14/01/2018

Prospeção



Prospeção
Por Ilídio Salteiro

… a ilha está cheia de ruídos sonoros, de sons e de músicas suaves que agradam e não fazem mal. Às vezes, mil instrumentos ressoam-me aos ouvidos; outras vezes, são vozes tão doces que, se estou acordado depois de um sono prolongado, me tornam a adormecer; então, em sonhos, parece-me que as nuvens se abrem e vejo riquezas sem conta que vão chover sobre mim; assim é que, quando acordo anseio por sonhar outra vez…. (Shakespeare, Tempestade)

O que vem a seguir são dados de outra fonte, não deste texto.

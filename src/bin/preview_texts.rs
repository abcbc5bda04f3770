//! Preview binary - renders every localized text in every locale and checks
//! the table for problems, without touching the saved preferences.
//!
//! Usage:
//!   cargo run --bin preview            # Print the text grid and validation report
//!   cargo run --bin preview -- --json  # Also print the report and lookup metrics as JSON
//!
//! Optional environment variables:
//! - LOCALE_CONFIG_RESOURCE_DIR (defaults to resources)
//! - LOCALE_CONFIG_LANGUAGE_TABLE (defaults to Config/LanguageConfig.csv)
//! - LOCALE_CONFIG_DOCUMENT (defaults to Config/GameConfig.json)

use anyhow::{bail, Result};
use locale_config::config::Config;
use locale_config::i18n::{MemoryPreferences, TableValidator};
use locale_config::resources::DirBundle;
use locale_config::services::Services;
use serde::Serialize;
use tracing::{info, warn};

#[derive(Serialize)]
struct PreviewReport<'a> {
    keys: usize,
    locales: Vec<&'a str>,
    validation: &'a locale_config::i18n::ValidationReport,
    metrics: locale_config::i18n::MetricsReport,
}

fn main() -> Result<()> {
    // Initialize logging
    tracing_subscriber::fmt()
        .with_env_filter(
            tracing_subscriber::EnvFilter::from_default_env()
                .add_directive("locale_config=info".parse()?),
        )
        .init();

    // Load environment from .env file
    dotenvy::dotenv().ok();

    let as_json = std::env::args().any(|arg| arg == "--json");

    info!("Loading configuration...");
    let config = Config::from_env()?;
    let services = Services::new(DirBundle::new(&config.resource_dir), MemoryPreferences::new())
        .with_config_document_path(&config.config_document)
        .with_language_table_path(&config.language_table);

    let store = services.localization();
    if let Some(e) = store.load_error() {
        bail!("Cannot preview texts: {}", e);
    }

    let locales = store.locales().to_vec();
    info!("Rendering {} keys in {} locales", store.len(), locales.len());

    println!("\n{}", "=".repeat(60));
    for key in store.keys() {
        println!("{}", key);
        for locale in &locales {
            println!("  {:<8} {}", locale.id(), store.text_in(key, locale));
        }
    }
    println!("{}", "=".repeat(60));

    let reference = store.registry().default_locale();
    let report = TableValidator::validate(store.table(), reference);
    for error in &report.errors {
        println!("ERROR   {}", error);
    }
    for warning in &report.warnings {
        println!("WARNING {}", warning);
    }
    if report.is_clean() {
        println!("No problems found (reference locale {})", reference);
    }

    let config_store = services.config();
    if let Some(e) = config_store.load_error() {
        warn!("Configuration document not loaded: {}", e);
    }

    if as_json {
        let preview = PreviewReport {
            keys: store.len(),
            locales: locales.iter().map(|l| l.id()).collect(),
            validation: &report,
            metrics: store.metrics().report(),
        };
        println!("{}", serde_json::to_string_pretty(&preview)?);
    }

    if report.has_errors() {
        bail!("{} error(s) in the localization table", report.errors.len());
    }
    Ok(())
}
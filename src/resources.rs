//! Resource bundle: where the configuration document and the localization
//! table are read from.
//!
//! Resources are addressed by logical, slash-separated paths such as
//! `Config/GameConfig.json`, independent of the storage behind them.

use crate::error::LoadError;
use std::collections::HashMap;
use std::io;
use std::path::{Path, PathBuf};

/// Logical path of the configuration document.
pub const CONFIG_DOCUMENT_PATH: &str = "Config/GameConfig.json";

/// Logical path of the localization table.
pub const LANGUAGE_TABLE_PATH: &str = "Config/LanguageConfig.csv";

/// Source of bundled text resources.
pub trait ResourceBundle {
    /// Read the resource at `logical_path` as UTF-8 text.
    fn load_text(&self, logical_path: &str) -> Result<String, LoadError>;
}

/// Resources stored as files under a root directory.
#[derive(Debug, Clone)]
pub struct DirBundle {
    root: PathBuf,
}

impl DirBundle {
    pub fn new(root: impl Into<PathBuf>) -> Self {
        Self { root: root.into() }
    }

    pub fn root(&self) -> &Path {
        &self.root
    }

    fn resolve(&self, logical_path: &str) -> PathBuf {
        logical_path
            .split('/')
            .filter(|segment| !segment.is_empty())
            .fold(self.root.clone(), |path, segment| path.join(segment))
    }
}

impl ResourceBundle for DirBundle {
    fn load_text(&self, logical_path: &str) -> Result<String, LoadError> {
        let path = self.resolve(logical_path);
        match std::fs::read_to_string(&path) {
            Ok(text) => Ok(strip_bom(text)),
            Err(e) if e.kind() == io::ErrorKind::NotFound => Err(LoadError::SourceMissing {
                path: logical_path.to_string(),
            }),
            Err(e) if e.kind() == io::ErrorKind::InvalidData => Err(LoadError::ParseFailure {
                path: logical_path.to_string(),
                reason: "resource is not valid UTF-8".to_string(),
            }),
            Err(source) => Err(LoadError::Unreadable {
                path: logical_path.to_string(),
                source,
            }),
        }
    }
}

/// In-memory resources, keyed by logical path.
#[derive(Debug, Clone, Default)]
pub struct MemoryBundle {
    entries: HashMap<String, String>,
}

impl MemoryBundle {
    pub fn new() -> Self {
        Self::default()
    }

    /// Add (or replace) a resource.
    pub fn with(mut self, logical_path: impl Into<String>, text: impl Into<String>) -> Self {
        self.insert(logical_path, text);
        self
    }

    pub fn insert(&mut self, logical_path: impl Into<String>, text: impl Into<String>) {
        self.entries.insert(logical_path.into(), text.into());
    }
}

impl ResourceBundle for MemoryBundle {
    fn load_text(&self, logical_path: &str) -> Result<String, LoadError> {
        self.entries
            .get(logical_path)
            .map(|text| strip_bom(text.clone()))
            .ok_or_else(|| LoadError::SourceMissing {
                path: logical_path.to_string(),
            })
    }
}

fn strip_bom(text: String) -> String {
    match text.strip_prefix('\u{feff}') {
        Some(rest) => rest.to_string(),
        None => text,
    }
}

A Pintura faz-se do ver e do partilhar. Dito deste modo, a Pintura é apenas visão, versão, aparição, desvendamento ou descoberta. E o pintor é aquele que a dá a ver, que a põe a descoberto e a partilha aos outros!
Consideramos a Pintura como aquilo que ─ contrariamente ao que “alguns” pensam e argumentam hoje sobre arte ─ cura, revoluciona, rompe e corta! Encaramo-la como aquilo que não pode ser reduzido a coisa cenográfica, temporária! Nem ela mesma como objeto, nem o lento processo de investigação que a originou, nem o arriscado processo de prospeção sucessiva que envolve, desde que não estejamos a falar de um mero exercício de habilidades tecnológicas ou outras. É, acima de tudo a formalização de pensamento vivo, humanista, que reforça a força da esperança que permanece depois de tudo findar ─ com reinícios constantes.
O conjunto de óleos e acrílicos sobre tela, composto por paisagens e territórios povoados com sinais de vida, reunido neste livro sob a titulação de Faróis e Tempestades, corresponde a uma seleção de treze obras realizadas durante 2017 em torno de três eixos conceptuais definidos por livro antigo, coleção e biblioteca. Estes “eixos” têm de comum o facto de nos oferecerem possibilidades de ordenação do caótico, do confuso ou do movimentado, ou simplesmente de tudo aquilo que se encontra sujeito a eternas mudanças. Dominam as tempestades (Shakespeare s.d.).
A génese da civilização pré-diluviana em Babel, numa torre única e universal, no Génesis (Crumb 2009), marca o início mítico de uma cultura ocidental, onde o desejo de globalização e de centralismo, revelando-se ser desmesurado, conduz a civilização para a multiculturalidade universal que conhecemos. Esta ideia de Babel foi o ponto de partida destas obras, entendida como ascensão e queda, como uma força globalizante em confronto com a diversidade, ou seja, em confronto com as grandes dicotomias que vão tecendo o nosso quotidiano. Uma ideia de Babel como arquitetura numa paisagem com capacidade para simultaneamente agregar e disseminar, tal qual a linha de água e o ritmo das marés junto à costa, umas vezes com grandes amplitudes e outras com amplitudes mínimas. Uma ideia que nos conduziu naturalmente em viagens por paisagens mentais de territórios nunca vistos, terras incógnitas, disponíveis para as múltiplas descobertas.
Adquirindo corpo a ideia de ilha, de costa, de maré ─ de linha entre solido e liquido. Uma linha determinante para o desenho de ilhas aparecidas, ilhas de terra sem nome, longínquas, como aquela que Trezenzónio, um monge galego, avistou do alto da torre de Hércules na Coruña no século VIII e descreveu como sendo a Grande Ilha do Solstício. Uma ilha desenhada no horizonte pelos raios do sol nascente, com um templo-torre, dedicado a Santa Tecla. Uma imagem de um lugar distante, uma ilha paraíso onde tudo é perfeição e harmonia e onde não existe tempo (Lucas, 1991).
Partilhamos estas palavras sobre algum do pensamento que acompanhou a execução destas pinturas, íntima e silenciosamente, prospetando naqueles passados assinaláveis e apenas aparentemente longínquos ─ Babel, Grande Ilha do Solstício e Tempestade ─ os caminhos que todos nós vamos percorrendo hoje, como descobridores do futuro, curando a sociedade da doença da incivilidade, revolucionando paradigmas, rompendo preconceitos e cortando e colando as boas coisas em códigos renovados e atualizados.
  
Referências
Lucas, Maria Clara de Almeida (1991). “Insula Solistitionis: uma ilha iniciática”. In Yvette Centeno e Lima de Freitas, A simbólica do espaço: cidades, ilhas, jardins. Lisboa: Estampa, pp. 73-85.
Crumb, Robert (2009), The Book of Genesis, Nova Iorque: W.W. Norton &Company Ltd.

Shakespeare, William (s.d.). A Tempestade. Porto: Lelo & Irmão Editores.